WHAT IS BEING ASKED: The expected output is a copy of every line in the records with the string "ImageReader".

DATA PROVIDED:
———
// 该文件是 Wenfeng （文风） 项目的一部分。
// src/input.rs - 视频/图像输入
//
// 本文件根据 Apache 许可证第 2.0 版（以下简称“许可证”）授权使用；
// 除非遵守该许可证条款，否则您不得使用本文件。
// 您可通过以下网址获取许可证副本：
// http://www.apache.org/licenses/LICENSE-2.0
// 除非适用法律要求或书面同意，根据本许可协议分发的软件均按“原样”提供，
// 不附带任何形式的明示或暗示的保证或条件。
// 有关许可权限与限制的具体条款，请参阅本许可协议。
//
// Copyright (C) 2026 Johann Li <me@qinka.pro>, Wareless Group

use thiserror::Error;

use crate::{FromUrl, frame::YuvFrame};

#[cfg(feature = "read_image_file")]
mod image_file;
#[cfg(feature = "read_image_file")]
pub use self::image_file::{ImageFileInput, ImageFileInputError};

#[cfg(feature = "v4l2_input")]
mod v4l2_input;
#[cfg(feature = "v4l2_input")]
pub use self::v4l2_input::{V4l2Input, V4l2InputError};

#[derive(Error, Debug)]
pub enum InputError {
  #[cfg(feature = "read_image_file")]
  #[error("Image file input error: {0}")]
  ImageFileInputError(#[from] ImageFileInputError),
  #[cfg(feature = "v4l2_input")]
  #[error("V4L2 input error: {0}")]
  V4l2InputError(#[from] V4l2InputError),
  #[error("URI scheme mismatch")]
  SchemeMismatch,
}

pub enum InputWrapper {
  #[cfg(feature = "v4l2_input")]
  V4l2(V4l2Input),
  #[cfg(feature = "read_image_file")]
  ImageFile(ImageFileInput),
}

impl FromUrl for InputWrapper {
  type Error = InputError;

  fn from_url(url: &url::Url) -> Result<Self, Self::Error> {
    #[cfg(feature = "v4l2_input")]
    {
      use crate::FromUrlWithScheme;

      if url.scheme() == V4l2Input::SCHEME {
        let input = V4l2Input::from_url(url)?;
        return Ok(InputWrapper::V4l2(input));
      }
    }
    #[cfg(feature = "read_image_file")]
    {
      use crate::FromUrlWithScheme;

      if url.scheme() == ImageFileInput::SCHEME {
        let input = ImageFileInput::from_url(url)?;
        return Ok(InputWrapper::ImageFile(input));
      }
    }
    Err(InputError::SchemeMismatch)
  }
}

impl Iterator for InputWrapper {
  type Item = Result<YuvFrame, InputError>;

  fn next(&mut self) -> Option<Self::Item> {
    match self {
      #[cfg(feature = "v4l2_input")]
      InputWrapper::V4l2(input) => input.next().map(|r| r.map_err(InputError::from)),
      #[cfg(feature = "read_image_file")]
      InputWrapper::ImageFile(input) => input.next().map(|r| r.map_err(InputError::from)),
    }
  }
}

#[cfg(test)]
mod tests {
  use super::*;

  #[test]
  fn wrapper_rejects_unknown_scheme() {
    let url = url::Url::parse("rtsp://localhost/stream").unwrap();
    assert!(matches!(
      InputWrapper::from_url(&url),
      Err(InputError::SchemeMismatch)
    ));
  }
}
———
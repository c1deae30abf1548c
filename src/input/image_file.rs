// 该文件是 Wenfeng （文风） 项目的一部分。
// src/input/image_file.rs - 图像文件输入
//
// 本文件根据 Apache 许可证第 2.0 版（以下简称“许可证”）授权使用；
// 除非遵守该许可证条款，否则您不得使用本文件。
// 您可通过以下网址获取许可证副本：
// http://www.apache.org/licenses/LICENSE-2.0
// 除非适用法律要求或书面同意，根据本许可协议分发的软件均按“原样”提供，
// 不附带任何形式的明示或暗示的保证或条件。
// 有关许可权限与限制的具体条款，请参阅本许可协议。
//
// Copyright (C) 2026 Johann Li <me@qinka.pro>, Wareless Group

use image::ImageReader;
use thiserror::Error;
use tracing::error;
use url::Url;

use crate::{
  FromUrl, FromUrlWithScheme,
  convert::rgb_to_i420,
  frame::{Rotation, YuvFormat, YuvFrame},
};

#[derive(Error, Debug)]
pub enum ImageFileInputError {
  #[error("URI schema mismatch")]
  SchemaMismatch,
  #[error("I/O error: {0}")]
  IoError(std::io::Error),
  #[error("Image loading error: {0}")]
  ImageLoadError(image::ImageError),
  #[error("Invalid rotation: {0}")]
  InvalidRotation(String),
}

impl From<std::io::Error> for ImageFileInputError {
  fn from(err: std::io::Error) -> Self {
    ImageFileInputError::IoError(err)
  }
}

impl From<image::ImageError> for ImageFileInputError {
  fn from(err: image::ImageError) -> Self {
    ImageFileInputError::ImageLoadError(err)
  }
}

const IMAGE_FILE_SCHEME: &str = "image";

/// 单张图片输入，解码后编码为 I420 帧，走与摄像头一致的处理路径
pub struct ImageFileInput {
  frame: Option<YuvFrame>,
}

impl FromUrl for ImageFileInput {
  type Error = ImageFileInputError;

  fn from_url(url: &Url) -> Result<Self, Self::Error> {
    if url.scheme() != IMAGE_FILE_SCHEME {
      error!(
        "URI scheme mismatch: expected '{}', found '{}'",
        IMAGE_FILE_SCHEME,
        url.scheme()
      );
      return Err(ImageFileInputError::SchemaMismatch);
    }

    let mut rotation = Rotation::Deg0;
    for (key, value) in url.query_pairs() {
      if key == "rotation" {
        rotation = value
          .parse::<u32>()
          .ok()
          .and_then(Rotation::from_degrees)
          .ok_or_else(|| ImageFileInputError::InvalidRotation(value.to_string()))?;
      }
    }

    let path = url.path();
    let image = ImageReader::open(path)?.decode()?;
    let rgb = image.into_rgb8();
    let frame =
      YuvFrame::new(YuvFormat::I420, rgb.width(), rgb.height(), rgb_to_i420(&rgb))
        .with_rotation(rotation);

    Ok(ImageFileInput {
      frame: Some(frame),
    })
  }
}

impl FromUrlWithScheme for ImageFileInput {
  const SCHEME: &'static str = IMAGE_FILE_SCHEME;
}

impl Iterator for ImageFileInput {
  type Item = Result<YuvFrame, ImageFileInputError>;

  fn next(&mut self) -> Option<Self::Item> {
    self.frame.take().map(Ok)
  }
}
———
RESPONSE FOR THIS EXERCISE:
use image::ImageReader;
    let image = ImageReader::open(path)?.decode()?;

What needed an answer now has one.